Try it:
Output exactly, please, the lines of the records below from the one containing "#[derive(Debug, Clone, PartialEq)]" through the final line.

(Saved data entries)
//! Query Expansion
//!
//! Rewrites an ambiguous follow-up ("what about the second one?") into a
//! self-contained question using the dialogue so far, then hands it to the
//! classifier. Text generation itself is a black box behind [`TextGenerator`];
//! this module owns the prompt and the input/output checks around it.

use crate::classifier::{Classification, Classifier, QueryError};

/// Instruction prefix given to the sequence-to-sequence model
pub const EXPANSION_INSTRUCTION: &str = "Instruction: ONLY expand the ambiguous query below into a full, self-contained question based on the dialogue context below. DO NOT answer it:";

// ============================================================================
// ERROR TYPES
// ============================================================================

/// Text generator failure
#[derive(Debug, Clone, PartialEq, thiserror::Error)]
#[error("Text generation failed: {0}")]
pub struct GenerationError(pub String);

/// Query expansion errors
#[non_exhaustive]
#[derive(Debug, Clone, PartialEq, thiserror::Error)]
pub enum ExpansionError {
    /// Context or query was empty
    #[error("Both the conversation context and the ambiguous query are required (missing {0})")]
    MissingInput(&'static str),
    /// The generator failed
    #[error(transparent)]
    Generation(#[from] GenerationError),
    /// The generator produced only whitespace
    #[error("Generator returned an empty expansion")]
    EmptyExpansion,
}

/// Expand-then-classify errors
#[non_exhaustive]
#[derive(Debug, Clone, PartialEq, thiserror::Error)]
pub enum PipelineError {
    #[error(transparent)]
    Expansion(#[from] ExpansionError),
    #[error(transparent)]
    Query(#[from] QueryError),
}

// ============================================================================
// DIALOGUE
// ============================================================================

/// Who said a turn
#[derive(Debug, Clone, Copy, PartialEq, Eq)]
pub enum Speaker {
    User,
    Bot,
}

impl std::fmt::Display for Speaker {
    fn fmt(&self, f: &mut std::fmt::Formatter<'_>) -> std::fmt::Result {
        match self {
            Speaker::User => write!(f, "User"),
            Speaker::Bot => write!(f, "Bot"),
        }
    }
}

/// One utterance of the conversation
#[derive(Debug, Clone, PartialEq, Eq)]
pub struct Turn {
    pub speaker: Speaker,
    pub text: String,
}

impl Turn {
    pub fn user(text: impl Into<String>) -> Self {
        Self {
            speaker: Speaker::User,
            text: text.into(),
        }
    }

    pub fn bot(text: impl Into<String>) -> Self {
        Self {
            speaker: Speaker::Bot,
            text: text.into(),
        }
    }
}

/// Render turns as `Speaker: text` lines
pub fn format_dialogue(turns: &[Turn]) -> String {
    turns
        .iter()
        .map(|t| format!("{}: {}", t.speaker, t.text.trim()))
        .collect::<Vec<_>>()
        .join("\n")
}

/// Separator between the prompt sections: a backslash followed by `n`, not a
/// line break. The expansion model was tuned on prompts in this form.
pub const PROMPT_SEPARATOR: &str = "\\n";

/// Build the expansion prompt for a context and an ambiguous query
///
/// The dialogue keeps its own line breaks; only the sections are joined
/// with [`PROMPT_SEPARATOR`].
pub fn build_expansion_prompt(context: &str, ambiguous_query: &str) -> String {
    format!(
        "{}\\n{}\\nUser: {}",
        EXPANSION_INSTRUCTION,
        context.trim(),
        ambiguous_query.trim()
    )
}

// ============================================================================
// EXPANDER
// ============================================================================

/// A prompt-in, text-out generation model
pub trait TextGenerator: Send + Sync {
    /// Generate a completion for `prompt`
    fn generate(&self, prompt: &str) -> Result<String, GenerationError>;
}

impl<T: TextGenerator + ?Sized> TextGenerator for &T {
    fn generate(&self, prompt: &str) -> Result<String, GenerationError> {
        (**self).generate(prompt)
    }
}

impl<T: TextGenerator + ?Sized> TextGenerator for std::sync::Arc<T> {
    fn generate(&self, prompt: &str) -> Result<String, GenerationError> {
        (**self).generate(prompt)
    }
}

/// Wraps a generator with the expansion prompt and input checks
pub struct QueryExpander<G> {
    generator: G,
}

impl<G: TextGenerator> QueryExpander<G> {
    pub fn new(generator: G) -> Self {
        Self { generator }
    }

    /// Rewrite `ambiguous_query` into a self-contained question
    pub fn expand(&self, context: &str, ambiguous_query: &str) -> Result<String, ExpansionError> {
        if context.trim().is_empty() {
            return Err(ExpansionError::MissingInput("context"));
        }
        if ambiguous_query.trim().is_empty() {
            return Err(ExpansionError::MissingInput("query"));
        }

        let prompt = build_expansion_prompt(context, ambiguous_query);
        let generated = self.generator.generate(&prompt)?;
        let expanded = generated.trim();

        if expanded.is_empty() {
            return Err(ExpansionError::EmptyExpansion);
        }

        tracing::debug!(query = ambiguous_query, expanded, "Expanded query");
        Ok(expanded.to_string())
    }
}

// ============================================================================
// PIPELINE
// ============================================================================

/// Result of expanding and classifying one follow-up
#[derive(Debug, Clone, PartialEq)]
pub struct PipelineOutcome {
    pub expanded: String,
    pub classification: Classification,
}

/// Expand-then-classify
pub struct DialoguePipeline<G> {
    expander: QueryExpander<G>,
    classifier: Classifier,
}

impl<G: TextGenerator> DialoguePipeline<G> {
    pub fn new(expander: QueryExpander<G>, classifier: Classifier) -> Self {
        Self {
            expander,
            classifier,
        }
    }

    pub fn run(&self, context: &str, ambiguous_query: &str) -> Result<PipelineOutcome, PipelineError> {
        let expanded = self.expander.expand(context, ambiguous_query)?;
        let classification = self.classifier.classify_detailed(&expanded)?;
        Ok(PipelineOutcome {
            expanded,
            classification,
        })
    }

    /// Same as [`run`](Self::run) with structured turns
    pub fn run_turns(
        &self,
        turns: &[Turn],
        ambiguous_query: &str,
    ) -> Result<PipelineOutcome, PipelineError> {
        self.run(&format_dialogue(turns), ambiguous_query)
    }
}

// ============================================================================
// TESTS
// ============================================================================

Final answer:
#[derive(Debug, Clone, PartialEq)]
pub struct PipelineOutcome {
    pub expanded: String,
    pub classification: Classification,
}

/// Expand-then-classify
pub struct DialoguePipeline<G> {
    expander: QueryExpander<G>,
    classifier: Classifier,
}

impl<G: TextGenerator> DialoguePipeline<G> {
    pub fn new(expander: QueryExpander<G>, classifier: Classifier) -> Self {
        Self {
            expander,
            classifier,
        }
    }

    pub fn run(&self, context: &str, ambiguous_query: &str) -> Result<PipelineOutcome, PipelineError> {
        let expanded = self.expander.expand(context, ambiguous_query)?;
        let classification = self.classifier.classify_detailed(&expanded)?;
        Ok(PipelineOutcome {
            expanded,
            classification,
        })
    }

    /// Same as [`run`](Self::run) with structured turns
    pub fn run_turns(
        &self,
        turns: &[Turn],
        ambiguous_query: &str,
    ) -> Result<PipelineOutcome, PipelineError> {
        self.run(&format_dialogue(turns), ambiguous_query)
    }
}

// ============================================================================
// TESTS
// ============================================================================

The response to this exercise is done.